It was not my intention to hijack Melissa's positive thread. And, while I agree with her that the negative side of feeding has been much discussed in the forums, my post was just so that others who are new to this might keep a sense of perspective, that's all.

And while I agree with LoveBHMS that sick is when one person is coerced, harmed, or manipulated, I have seen many relationships over the years that involve exactly that. More important, while the feedee may have consented to this relationship, he or she may have done so simply to be involved *in* a relationship, or had low self esteem, or psychological issues that preclude them from making a rational choice to be in ANY kind of relationship.


----------



## LoveBHMS (Apr 30, 2008)

wrestlingguy said:


> It was not my intention to hijack Melissa's positive thread. And, while I agree with her that the negative side of feeding has been much discussed in the forums, my post was just so that others who are new to this might keep a sense of perspective, that's all.
> 
> And while I agree with LoveBHMS that sick is when one person is coerced, harmed, or manipulated, I have seen many relationships over the years that involve exactly that. More important, while the feedee may have consented to this relationship, he or she may have done so simply to be involved *in* a relationship, or had low self esteem, or psychological issues that preclude them from making a rational choice to be in ANY kind of relationship.

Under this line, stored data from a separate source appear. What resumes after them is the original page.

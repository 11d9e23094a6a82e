//! IR type descriptors
//!
//! A type is a primitive, a named type (user struct/enum or AST node kind), an optional, a
//! standard collection of element types, a reference, or a tuple.

use dualgen_core::lang::node_kinds::{self, NodeKindId};
use dualgen_core::lang::types::{CollectionId, PrimitiveId};
use serde::{Deserialize, Serialize};
use std::fmt;

/// Primitive DSL types.
#[derive(Debug, Clone, Copy, PartialEq, Eq, Hash, Serialize, Deserialize)]
#[serde(rename_all = "snake_case")]
pub enum PrimitiveType {
    Str,
    Int,
    Float,
    Bool,
    Unit,
}

impl PrimitiveType {
    pub fn id(self) -> PrimitiveId {
        match self {
            PrimitiveType::Str => PrimitiveId::Str,
            PrimitiveType::Int => PrimitiveId::Int,
            PrimitiveType::Float => PrimitiveId::Float,
            PrimitiveType::Bool => PrimitiveId::Bool,
            PrimitiveType::Unit => PrimitiveId::Unit,
        }
    }
}

/// Standard collections.
#[derive(Debug, Clone, Copy, PartialEq, Eq, Hash, Serialize, Deserialize)]
pub enum CollectionKind {
    Vec,
    HashMap,
    HashSet,
}

impl CollectionKind {
    pub fn id(self) -> CollectionId {
        match self {
            CollectionKind::Vec => CollectionId::Vec,
            CollectionKind::HashMap => CollectionId::HashMap,
            CollectionKind::HashSet => CollectionId::HashSet,
        }
    }
}

/// IR type
#[derive(Debug, Clone, PartialEq, Eq, Hash, Serialize, Deserialize)]
#[serde(rename_all = "snake_case")]
pub enum IrType {
    Primitive(PrimitiveType),
    /// User struct/enum or AST node kind (`CallExpression`, `Expression`)
    Named(String),
    Optional(Box<IrType>),
    Collection { kind: CollectionKind, args: Vec<IrType> },
    Reference { mutable: bool, inner: Box<IrType> },
    Tuple(Vec<IrType>),
}

impl IrType {
    pub fn str() -> Self {
        IrType::Primitive(PrimitiveType::Str)
    }

    pub fn int() -> Self {
        IrType::Primitive(PrimitiveType::Int)
    }

    pub fn float() -> Self {
        IrType::Primitive(PrimitiveType::Float)
    }

    pub fn bool() -> Self {
        IrType::Primitive(PrimitiveType::Bool)
    }

    pub fn unit() -> Self {
        IrType::Primitive(PrimitiveType::Unit)
    }

    pub fn named(name: impl Into<String>) -> Self {
        IrType::Named(name.into())
    }

    pub fn optional(inner: IrType) -> Self {
        IrType::Optional(Box::new(inner))
    }

    pub fn vec(elem: IrType) -> Self {
        IrType::Collection {
            kind: CollectionKind::Vec,
            args: vec![elem],
        }
    }

    pub fn hashmap(key: IrType, value: IrType) -> Self {
        IrType::Collection {
            kind: CollectionKind::HashMap,
            args: vec![key, value],
        }
    }

    pub fn hashset(elem: IrType) -> Self {
        IrType::Collection {
            kind: CollectionKind::HashSet,
            args: vec![elem],
        }
    }

    pub fn reference(inner: IrType, mutable: bool) -> Self {
        IrType::Reference {
            mutable,
            inner: Box::new(inner),
        }
    }

    /// The type with all reference layers removed.
    pub fn peeled(&self) -> &IrType {
        match self {
            IrType::Reference { inner, .. } => inner.peeled(),
            other => other,
        }
    }

    /// AST node kind named by this type (through references).
    pub fn node_kind(&self) -> Option<NodeKindId> {
        match self.peeled() {
            IrType::Named(name) => node_kinds::from_str(name),
            _ => None,
        }
    }

    /// Collection kind of this type (through references).
    pub fn collection_kind(&self) -> Option<CollectionKind> {
        match self.peeled() {
            IrType::Collection { kind, .. } => Some(*kind),
            _ => None,
        }
    }

    pub fn is_int(&self) -> bool {
        matches!(self.peeled(), IrType::Primitive(PrimitiveType::Int))
    }

    pub fn is_string(&self) -> bool {
        matches!(self.peeled(), IrType::Primitive(PrimitiveType::Str))
    }

    /// Visit this type and every nested type argument, outermost first.
    pub fn walk<'a>(&'a self, f: &mut impl FnMut(&'a IrType)) {
        f(self);
        match self {
            IrType::Primitive(_) | IrType::Named(_) => {}
            IrType::Optional(inner) | IrType::Reference { inner, .. } => inner.walk(f),
            IrType::Collection { args, .. } | IrType::Tuple(args) => {
                for arg in args {
                    arg.walk(f);
                }
            }
        }
    }
}

impl fmt::Display for IrType {
    fn fmt(&self, f: &mut fmt::Formatter<'_>) -> fmt::Result {
        match self {
            IrType::Primitive(p) => write!(f, "{}", dualgen_core::lang::types::primitive(p.id()).name),
            IrType::Named(name) => write!(f, "{}", name),
            IrType::Optional(inner) => write!(f, "Option<{}>", inner),
            IrType::Collection { kind, args } => {
                write!(f, "{}<", dualgen_core::lang::types::collection(kind.id()).name)?;
                write_list(f, args)?;
                write!(f, ">")
            }
            IrType::Reference { mutable, inner } => {
                write!(f, "&{}{}", if *mutable { "mut " } else { "" }, inner)
            }
            IrType::Tuple(items) => {
                write!(f, "(")?;
                write_list(f, items)?;
                write!(f, ")")
            }
        }
    }
}

fn write_list(f: &mut fmt::Formatter<'_>, items: &[IrType]) -> fmt::Result {
    for (i, item) in items.iter().enumerate() {
        if i > 0 {
            write!(f, ", ")?;
        }
        write!(f, "{}", item)?;
    }
    Ok(())
}

#[cfg(test)]
mod tests {
    use super::*;

    // ========================================
    // Display
    // ========================================

    #[test]
    fn test_display_primitives() {
        assert_eq!(IrType::str().to_string(), "Str");
        assert_eq!(IrType::int().to_string(), "i64");
        assert_eq!(IrType::unit().to_string(), "()");
    }

    #[test]
    fn test_display_nested() {
        let ty = IrType::hashmap(IrType::str(), IrType::vec(IrType::optional(IrType::int())));
        assert_eq!(ty.to_string(), "HashMap<Str, Vec<Option<i64>>>");
        let r = IrType::reference(IrType::named("CallExpression"), true);
        assert_eq!(r.to_string(), "&mut CallExpression");
    }

    // ========================================
    // Queries
    // ========================================

    #[test]
    fn test_node_kind_through_reference() {
        let ty = IrType::reference(IrType::named("CallExpression"), true);
        assert_eq!(ty.node_kind(), Some(NodeKindId::CallExpression));
        assert_eq!(IrType::named("State").node_kind(), None);
    }

    #[test]
    fn test_walk_visits_all_levels() {
        let ty = IrType::vec(IrType::optional(IrType::hashset(IrType::str())));
        let mut seen = Vec::new();
        ty.walk(&mut |t| seen.push(t.to_string()));
        assert_eq!(seen.len(), 4);
        assert_eq!(seen[2], "HashSet<Str>");
    }
}
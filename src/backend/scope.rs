//! Symbol tables consulted during emission
//!
//! - [`UserTypes`]: the structs and enums declared by the program (struct-init ordering,
//!   `instanceof` checks, enum tags).
//! - [`Locals`]: a scope stack of local names and their types, used to map node fields and to
//!   type the captures of inline visitors.

use std::collections::HashMap;

use dualgen_core::lang::node_kinds::{self, NodeKindId};

use crate::ir::{IrEnum, IrExpr, IrExprKind, IrItem, IrProgram, IrStruct, IrTopLevel, IrType};

/// User-declared aggregate types, by name.
#[derive(Debug, Default)]
pub struct UserTypes<'a> {
    structs: HashMap<&'a str, &'a IrStruct>,
    enums: HashMap<&'a str, &'a IrEnum>,
}

impl<'a> UserTypes<'a> {
    pub fn collect(items: &'a [IrItem]) -> Self {
        let mut types = UserTypes::default();
        for item in items {
            match item {
                IrItem::Struct(s) => {
                    types.structs.insert(s.name.as_str(), s);
                }
                IrItem::Enum(e) => {
                    types.enums.insert(e.name.as_str(), e);
                }
                IrItem::Function(_) | IrItem::Impl(_) | IrItem::PreHook(_) | IrItem::ExitHook(_) => {}
            }
        }
        types
    }

    pub fn struct_named(&self, name: &str) -> Option<&'a IrStruct> {
        self.structs.get(name).copied()
    }

    pub fn enum_named(&self, name: &str) -> Option<&'a IrEnum> {
        self.enums.get(name).copied()
    }

    pub fn is_struct(&self, name: &str) -> bool {
        self.structs.contains_key(name)
    }

    pub fn is_enum(&self, name: &str) -> bool {
        self.enums.contains_key(name)
    }
}

/// Stack of lexical scopes mapping local names to their (known) types.
///
/// Field types of aggregates (user structs, the plugin itself, inline visitors) are kept beside
/// the scopes so that `self.seen` or `state.items` resolve to the declared field type.
#[derive(Debug, Default)]
pub struct Locals {
    scopes: Vec<HashMap<String, Option<IrType>>>,
    fields: HashMap<String, HashMap<String, IrType>>,
}

impl Locals {
    /// Scopes for `program`, with the fields of every declared struct registered.
    pub fn for_program(program: &IrProgram) -> Self {
        let mut locals = Locals::default();
        for item in program.items() {
            if let IrItem::Struct(s) = item {
                locals.declare_fields(&s.name, s.fields.iter().map(|f| (f.name.clone(), f.ty.clone())));
            }
        }
        if let IrTopLevel::Plugin(plugin) | IrTopLevel::Writer(plugin) = &program.decl
            && let Some(state) = plugin.state()
        {
            locals.declare_fields(&plugin.name, [("state".to_string(), IrType::named(state.name.clone()))]);
        }
        locals
    }

    /// An empty scope stack sharing this one's field types.
    pub fn detached(&self) -> Self {
        Locals {
            scopes: Vec::new(),
            fields: self.fields.clone(),
        }
    }

    /// Register (or extend) the field types of the aggregate `owner`.
    pub fn declare_fields(&mut self, owner: &str, fields: impl IntoIterator<Item = (String, IrType)>) {
        self.fields.entry(owner.to_string()).or_default().extend(fields);
    }

    /// Enter a new variable scope (function body, block)
    pub fn push(&mut self) {
        self.scopes.push(HashMap::new());
    }

    /// Exit the current scope
    pub fn pop(&mut self) {
        self.scopes.pop();
    }

    /// Declare a local in the current scope
    pub fn declare(&mut self, name: &str, ty: Option<IrType>) {
        if let Some(scope) = self.scopes.last_mut() {
            scope.insert(name.to_string(), ty);
        }
    }

    /// Type of a local, searching inner scopes first.
    pub fn type_of(&self, name: &str) -> Option<&IrType> {
        self.scopes
            .iter()
            .rev()
            .find_map(|scope| scope.get(name))
            .and_then(|ty| ty.as_ref())
    }

    pub fn is_declared(&self, name: &str) -> bool {
        self.scopes.iter().any(|scope| scope.contains_key(name))
    }

    /// [`Locals::expr_type`], plus the type a struct literal builds.
    pub fn inferred_type(&self, expr: &IrExpr) -> Option<IrType> {
        match &expr.kind {
            IrExprKind::StructInit { name, .. } if expr.ty.is_none() => Some(IrType::named(name.clone())),
            _ => self.expr_type(expr).cloned(),
        }
    }

    /// Node kind of `expr`: the kind a node literal constructs, or the node type of its static type.
    pub fn node_kind_of(&self, expr: &IrExpr) -> Option<NodeKindId> {
        match &expr.kind {
            IrExprKind::StructInit { name, .. } => node_kinds::from_str(name),
            _ => self.expr_type(expr).and_then(|t| t.peeled().node_kind()),
        }
    }

    /// Best-known type of an expression: its annotation, or the declared type of a local.
    pub fn expr_type<'e>(&'e self, expr: &'e IrExpr) -> Option<&'e IrType> {
        if let Some(ty) = &expr.ty {
            return Some(ty);
        }
        match &expr.kind {
            IrExprKind::Ident(name) => self.type_of(name),
            IrExprKind::Paren(inner) | IrExprKind::Ref { expr: inner, .. } | IrExprKind::Deref(inner) => {
                self.expr_type(inner)
            }
            IrExprKind::Member {
                object,
                property,
                path: false,
            } => match self.expr_type(object)?.peeled() {
                IrType::Named(owner) => self.fields.get(owner)?.get(property),
                _ => None,
            },
            _ => None,
        }
    }
}
//! IR declarations: the top-level plugin/writer/module and its items

use super::stmt::IrBlock;
use super::{IrSpan, IrType};
use serde::{Deserialize, Serialize};

/// The single top-level declaration of a program
#[derive(Debug, Clone, PartialEq, Serialize, Deserialize)]
#[serde(rename_all = "snake_case")]
pub enum IrTopLevel {
    /// AST transformer (mutating visitor)
    Plugin(IrPlugin),
    /// Read-only visitor accumulating text output
    Writer(IrPlugin),
    /// Bag of helpers with no visitor shape
    Module(IrModule),
}

impl IrTopLevel {
    pub fn name(&self) -> &str {
        match self {
            IrTopLevel::Plugin(p) | IrTopLevel::Writer(p) => &p.name,
            IrTopLevel::Module(m) => &m.name,
        }
    }

    pub fn items(&self) -> &[IrItem] {
        match self {
            IrTopLevel::Plugin(p) | IrTopLevel::Writer(p) => &p.items,
            IrTopLevel::Module(m) => &m.items,
        }
    }

    pub fn span(&self) -> IrSpan {
        match self {
            IrTopLevel::Plugin(p) | IrTopLevel::Writer(p) => p.span,
            IrTopLevel::Module(m) => m.span,
        }
    }

    pub fn is_writer(&self) -> bool {
        matches!(self, IrTopLevel::Writer(_))
    }
}

/// Plugin or writer body
#[derive(Debug, Clone, PartialEq, Serialize, Deserialize)]
pub struct IrPlugin {
    pub name: String,
    #[serde(default)]
    pub items: Vec<IrItem>,
    #[serde(default)]
    pub span: IrSpan,
}

impl IrPlugin {
    pub fn new(name: impl Into<String>, items: Vec<IrItem>) -> Self {
        Self {
            name: name.into(),
            items,
            span: IrSpan::default(),
        }
    }

    /// The `State` struct, if declared.
    pub fn state(&self) -> Option<&IrStruct> {
        self.items.iter().find_map(|item| match item {
            IrItem::Struct(s) if s.name == "State" => Some(s),
            _ => None,
        })
    }
}

#[derive(Debug, Clone, PartialEq, Serialize, Deserialize)]
pub struct IrModule {
    pub name: String,
    #[serde(default)]
    pub items: Vec<IrItem>,
    #[serde(default)]
    pub span: IrSpan,
}

/// Item inside a plugin, writer or module
#[derive(Debug, Clone, PartialEq, Serialize, Deserialize)]
#[serde(rename_all = "snake_case")]
pub enum IrItem {
    Struct(IrStruct),
    Enum(IrEnum),
    Function(IrFunction),
    Impl(IrImpl),
    /// Runs once before traversal (`fn pre(&mut self)`)
    PreHook(IrFunction),
    /// Runs once after traversal (`fn exit(&mut self)`)
    ExitHook(IrFunction),
}

impl IrItem {
    pub fn name(&self) -> &str {
        match self {
            IrItem::Struct(s) => &s.name,
            IrItem::Enum(e) => &e.name,
            IrItem::Function(f) | IrItem::PreHook(f) | IrItem::ExitHook(f) => &f.name,
            IrItem::Impl(i) => &i.target,
        }
    }

    pub fn span(&self) -> IrSpan {
        match self {
            IrItem::Struct(s) => s.span,
            IrItem::Enum(e) => e.span,
            IrItem::Function(f) | IrItem::PreHook(f) | IrItem::ExitHook(f) => f.span,
            IrItem::Impl(i) => i.span,
        }
    }
}

#[derive(Debug, Clone, PartialEq, Serialize, Deserialize)]
pub struct IrStruct {
    pub name: String,
    #[serde(default)]
    pub fields: Vec<IrField>,
    /// Derive serialization support on the Rust side
    #[serde(default)]
    pub serializable: bool,
    #[serde(default)]
    pub span: IrSpan,
}

impl IrStruct {
    pub fn new(name: impl Into<String>, fields: Vec<IrField>) -> Self {
        Self {
            name: name.into(),
            fields,
            serializable: false,
            span: IrSpan::default(),
        }
    }
}

#[derive(Debug, Clone, PartialEq, Serialize, Deserialize)]
pub struct IrField {
    pub name: String,
    pub ty: IrType,
}

impl IrField {
    pub fn new(name: impl Into<String>, ty: IrType) -> Self {
        Self { name: name.into(), ty }
    }
}

#[derive(Debug, Clone, PartialEq, Serialize, Deserialize)]
pub struct IrEnum {
    pub name: String,
    pub variants: Vec<IrVariant>,
    #[serde(default)]
    pub span: IrSpan,
}

/// Enum variant with positional payload types
#[derive(Debug, Clone, PartialEq, Serialize, Deserialize)]
pub struct IrVariant {
    pub name: String,
    #[serde(default)]
    pub fields: Vec<IrType>,
}

/// Function, helper, visitor method or hook
#[derive(Debug, Clone, PartialEq, Serialize, Deserialize)]
pub struct IrFunction {
    pub name: String,
    #[serde(default)]
    pub receiver: Option<Receiver>,
    #[serde(default)]
    pub params: Vec<IrParam>,
    #[serde(default)]
    pub ret: Option<IrType>,
    #[serde(default)]
    pub body: IrBlock,
    #[serde(default)]
    pub is_pub: bool,
    #[serde(default)]
    pub visitor: VisitorFlags,
    #[serde(default)]
    pub span: IrSpan,
}

impl IrFunction {
    pub fn new(name: impl Into<String>, params: Vec<IrParam>, body: IrBlock) -> Self {
        Self {
            name: name.into(),
            receiver: None,
            params,
            ret: None,
            body,
            is_pub: false,
            visitor: VisitorFlags::default(),
            span: IrSpan::default(),
        }
    }

    pub fn with_receiver(mut self, receiver: Receiver) -> Self {
        self.receiver = Some(receiver);
        self
    }

    pub fn with_ret(mut self, ret: IrType) -> Self {
        self.ret = Some(ret);
        self
    }

    pub fn with_span(mut self, span: IrSpan) -> Self {
        self.span = span;
        self
    }

    /// First non-receiver parameter (the visited node of a visitor method).
    pub fn node_param(&self) -> Option<&IrParam> {
        self.params.first()
    }
}

/// `self` receiver of a method
#[derive(Debug, Clone, Copy, PartialEq, Eq, Serialize, Deserialize)]
#[serde(rename_all = "snake_case")]
pub enum Receiver {
    /// `&self`
    Ref,
    /// `&mut self`
    RefMut,
    /// `self`
    Value,
}

#[derive(Debug, Clone, PartialEq, Serialize, Deserialize)]
pub struct IrParam {
    pub name: String,
    pub ty: IrType,
}

impl IrParam {
    pub fn new(name: impl Into<String>, ty: IrType) -> Self {
        Self { name: name.into(), ty }
    }
}

/// Per-method visitor behaviour
#[derive(Debug, Clone, Copy, Default, PartialEq, Eq, Serialize, Deserialize)]
pub struct VisitorFlags {
    /// Run after the children were visited
    #[serde(default)]
    pub on_exit: bool,
    /// Do not descend into the node's children
    #[serde(default)]
    pub skip_children: bool,
}

/// `impl Target { methods }`
#[derive(Debug, Clone, PartialEq, Serialize, Deserialize)]
pub struct IrImpl {
    pub target: String,
    pub methods: Vec<IrFunction>,
    #[serde(default)]
    pub span: IrSpan,
}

I see what you're saying Phil, but there are any number of situations where one person engages in behaviour s/he does not enjoy merely to satisfy the other person. There are men who insist on threeways or exhibitionism or any number of kinks that maybe you or I have not even thought of.

The other point I wanted to make is that it's not necessarily the feeder who is the dominant partner. There has been some discussion about this, but there are two possible models here. One is a dominant feeder who wants to make his feedee gain because the other person gaining gives the feeder pleasure. The other is a dominant feedee for whom gaining in pleasurable and the feeder is the submissive one who does the satisfying by engaging in the 'demanded for' behaviour.


----------



## largenlovely (Apr 30, 2008)

I understand that this is surely a reality in some cases, but I think that a lot of people assume this about *anyone* who would be involved in this type of relationship..and that makes me angry and i really hoped it wouldn't be a part of this thread. 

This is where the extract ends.